Segment Open

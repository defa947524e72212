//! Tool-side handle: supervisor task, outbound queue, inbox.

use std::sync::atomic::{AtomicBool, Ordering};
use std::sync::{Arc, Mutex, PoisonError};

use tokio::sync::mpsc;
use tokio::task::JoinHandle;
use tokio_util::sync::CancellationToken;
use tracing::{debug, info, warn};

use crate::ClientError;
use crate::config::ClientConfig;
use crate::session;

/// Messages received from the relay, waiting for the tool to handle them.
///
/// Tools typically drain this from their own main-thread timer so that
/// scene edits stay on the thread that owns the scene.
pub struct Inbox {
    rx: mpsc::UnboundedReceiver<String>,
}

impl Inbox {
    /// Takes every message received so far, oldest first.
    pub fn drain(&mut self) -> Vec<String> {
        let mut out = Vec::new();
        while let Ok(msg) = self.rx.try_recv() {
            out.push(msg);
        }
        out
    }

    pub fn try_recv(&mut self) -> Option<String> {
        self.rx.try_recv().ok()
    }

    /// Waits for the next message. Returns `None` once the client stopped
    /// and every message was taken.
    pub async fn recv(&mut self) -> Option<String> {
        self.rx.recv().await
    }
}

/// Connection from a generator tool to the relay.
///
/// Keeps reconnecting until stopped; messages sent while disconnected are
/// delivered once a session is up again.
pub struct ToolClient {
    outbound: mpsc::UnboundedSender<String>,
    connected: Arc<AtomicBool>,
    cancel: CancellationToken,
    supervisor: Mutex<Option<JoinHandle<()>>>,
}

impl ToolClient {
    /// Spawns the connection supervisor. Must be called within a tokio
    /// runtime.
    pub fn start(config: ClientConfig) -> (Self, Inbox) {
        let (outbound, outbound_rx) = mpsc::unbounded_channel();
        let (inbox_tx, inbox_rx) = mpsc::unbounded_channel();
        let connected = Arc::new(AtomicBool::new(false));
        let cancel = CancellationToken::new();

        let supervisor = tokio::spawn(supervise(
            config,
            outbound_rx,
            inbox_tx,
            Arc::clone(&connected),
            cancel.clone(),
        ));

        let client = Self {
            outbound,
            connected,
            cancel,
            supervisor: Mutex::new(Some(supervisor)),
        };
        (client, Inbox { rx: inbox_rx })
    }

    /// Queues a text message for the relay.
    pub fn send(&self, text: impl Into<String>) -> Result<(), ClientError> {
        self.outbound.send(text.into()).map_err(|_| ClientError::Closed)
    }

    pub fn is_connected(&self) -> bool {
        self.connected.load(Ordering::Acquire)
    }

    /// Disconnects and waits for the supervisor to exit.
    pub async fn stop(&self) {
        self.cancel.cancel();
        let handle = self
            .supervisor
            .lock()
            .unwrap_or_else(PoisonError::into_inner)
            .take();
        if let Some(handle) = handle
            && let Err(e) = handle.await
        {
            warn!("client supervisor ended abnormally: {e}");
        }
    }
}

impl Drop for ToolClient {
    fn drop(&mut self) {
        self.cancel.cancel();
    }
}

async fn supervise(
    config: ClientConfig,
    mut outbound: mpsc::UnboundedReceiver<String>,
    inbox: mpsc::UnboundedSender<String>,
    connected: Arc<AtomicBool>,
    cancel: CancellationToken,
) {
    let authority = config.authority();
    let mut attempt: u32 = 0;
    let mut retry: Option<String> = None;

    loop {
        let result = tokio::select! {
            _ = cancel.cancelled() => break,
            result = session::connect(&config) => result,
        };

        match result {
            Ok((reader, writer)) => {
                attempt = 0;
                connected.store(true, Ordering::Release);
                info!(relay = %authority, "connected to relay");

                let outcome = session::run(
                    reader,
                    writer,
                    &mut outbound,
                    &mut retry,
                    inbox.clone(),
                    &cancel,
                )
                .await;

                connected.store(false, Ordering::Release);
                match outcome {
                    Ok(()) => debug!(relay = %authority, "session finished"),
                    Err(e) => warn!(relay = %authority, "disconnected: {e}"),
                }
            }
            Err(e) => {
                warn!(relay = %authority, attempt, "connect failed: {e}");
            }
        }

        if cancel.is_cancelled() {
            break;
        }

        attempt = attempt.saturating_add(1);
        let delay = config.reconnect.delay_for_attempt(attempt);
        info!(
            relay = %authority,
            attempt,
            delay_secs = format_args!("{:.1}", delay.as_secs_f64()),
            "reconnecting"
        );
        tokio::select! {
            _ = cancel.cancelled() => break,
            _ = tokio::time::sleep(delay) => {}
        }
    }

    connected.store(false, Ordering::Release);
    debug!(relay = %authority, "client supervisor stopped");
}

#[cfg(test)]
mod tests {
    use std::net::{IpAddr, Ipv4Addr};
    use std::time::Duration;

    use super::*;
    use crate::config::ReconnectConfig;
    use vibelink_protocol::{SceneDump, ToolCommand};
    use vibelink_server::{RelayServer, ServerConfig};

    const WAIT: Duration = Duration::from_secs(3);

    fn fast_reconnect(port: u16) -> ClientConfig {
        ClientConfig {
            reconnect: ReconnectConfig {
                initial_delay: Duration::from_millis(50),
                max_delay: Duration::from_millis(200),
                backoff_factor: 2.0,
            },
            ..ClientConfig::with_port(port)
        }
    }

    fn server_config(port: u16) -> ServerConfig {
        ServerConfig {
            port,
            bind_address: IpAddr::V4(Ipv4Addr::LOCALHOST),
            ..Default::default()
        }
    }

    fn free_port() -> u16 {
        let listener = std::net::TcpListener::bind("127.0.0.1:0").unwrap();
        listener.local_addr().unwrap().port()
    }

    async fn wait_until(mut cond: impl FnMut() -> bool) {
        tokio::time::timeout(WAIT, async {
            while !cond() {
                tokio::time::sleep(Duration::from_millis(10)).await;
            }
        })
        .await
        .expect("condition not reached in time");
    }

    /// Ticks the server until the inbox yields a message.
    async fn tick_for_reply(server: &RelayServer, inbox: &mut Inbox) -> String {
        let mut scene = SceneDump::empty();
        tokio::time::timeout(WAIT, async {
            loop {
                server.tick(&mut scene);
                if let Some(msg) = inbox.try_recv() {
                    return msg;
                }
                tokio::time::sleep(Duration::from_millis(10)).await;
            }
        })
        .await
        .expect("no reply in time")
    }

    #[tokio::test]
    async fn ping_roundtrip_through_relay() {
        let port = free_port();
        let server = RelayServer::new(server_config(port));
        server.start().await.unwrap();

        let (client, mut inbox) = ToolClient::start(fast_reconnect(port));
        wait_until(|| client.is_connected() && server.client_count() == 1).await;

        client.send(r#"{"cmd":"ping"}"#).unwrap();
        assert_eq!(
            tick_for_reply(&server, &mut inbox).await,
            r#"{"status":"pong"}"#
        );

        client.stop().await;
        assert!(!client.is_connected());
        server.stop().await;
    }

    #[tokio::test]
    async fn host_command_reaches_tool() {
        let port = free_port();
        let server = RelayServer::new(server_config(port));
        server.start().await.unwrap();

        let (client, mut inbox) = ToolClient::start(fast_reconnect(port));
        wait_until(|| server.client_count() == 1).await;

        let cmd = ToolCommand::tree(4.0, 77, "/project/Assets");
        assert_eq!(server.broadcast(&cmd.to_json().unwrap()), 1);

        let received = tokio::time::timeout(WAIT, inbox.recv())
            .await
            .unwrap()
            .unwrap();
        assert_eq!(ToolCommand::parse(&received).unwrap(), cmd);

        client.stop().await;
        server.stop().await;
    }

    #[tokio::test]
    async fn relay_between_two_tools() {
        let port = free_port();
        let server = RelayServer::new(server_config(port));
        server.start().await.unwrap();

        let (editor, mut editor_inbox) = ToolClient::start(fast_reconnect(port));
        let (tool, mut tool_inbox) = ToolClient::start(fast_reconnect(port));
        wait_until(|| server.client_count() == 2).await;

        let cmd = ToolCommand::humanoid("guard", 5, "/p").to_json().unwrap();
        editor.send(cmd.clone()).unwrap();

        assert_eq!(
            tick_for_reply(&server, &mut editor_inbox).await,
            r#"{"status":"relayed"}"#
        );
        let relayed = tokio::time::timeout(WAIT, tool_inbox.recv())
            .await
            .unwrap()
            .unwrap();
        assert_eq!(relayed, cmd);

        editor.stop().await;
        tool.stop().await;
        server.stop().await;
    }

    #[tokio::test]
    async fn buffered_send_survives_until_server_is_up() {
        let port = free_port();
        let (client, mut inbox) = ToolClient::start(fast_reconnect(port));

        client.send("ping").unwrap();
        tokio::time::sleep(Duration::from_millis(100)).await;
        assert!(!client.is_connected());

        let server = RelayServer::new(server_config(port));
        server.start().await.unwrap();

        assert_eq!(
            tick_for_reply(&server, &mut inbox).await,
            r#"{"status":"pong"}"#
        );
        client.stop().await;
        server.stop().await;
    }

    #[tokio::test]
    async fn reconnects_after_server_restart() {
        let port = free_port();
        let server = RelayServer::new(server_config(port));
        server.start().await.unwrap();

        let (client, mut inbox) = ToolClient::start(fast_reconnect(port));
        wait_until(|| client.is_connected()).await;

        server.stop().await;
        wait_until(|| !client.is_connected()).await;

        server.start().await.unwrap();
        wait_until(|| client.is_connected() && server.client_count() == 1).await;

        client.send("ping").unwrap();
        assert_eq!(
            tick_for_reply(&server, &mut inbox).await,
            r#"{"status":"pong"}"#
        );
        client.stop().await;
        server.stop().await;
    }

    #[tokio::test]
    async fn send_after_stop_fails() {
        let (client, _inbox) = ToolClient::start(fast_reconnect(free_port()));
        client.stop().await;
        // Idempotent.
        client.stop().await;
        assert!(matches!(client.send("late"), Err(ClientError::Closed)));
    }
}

Segment Closed

Begin with the line above that has "out.push(msg);" and continue through the line that has "pub async fn recv(&mut", setting each one down exactly. Stop there.

ANSWER SPACE:
            out.push(msg);
        }
        out
    }

    pub fn try_recv(&mut self) -> Option<String> {
        self.rx.try_recv().ok()
    }

    /// Waits for the next message. Returns `None` once the client stopped
    /// and every message was taken.
    pub async fn recv(&mut self) -> Option<String> {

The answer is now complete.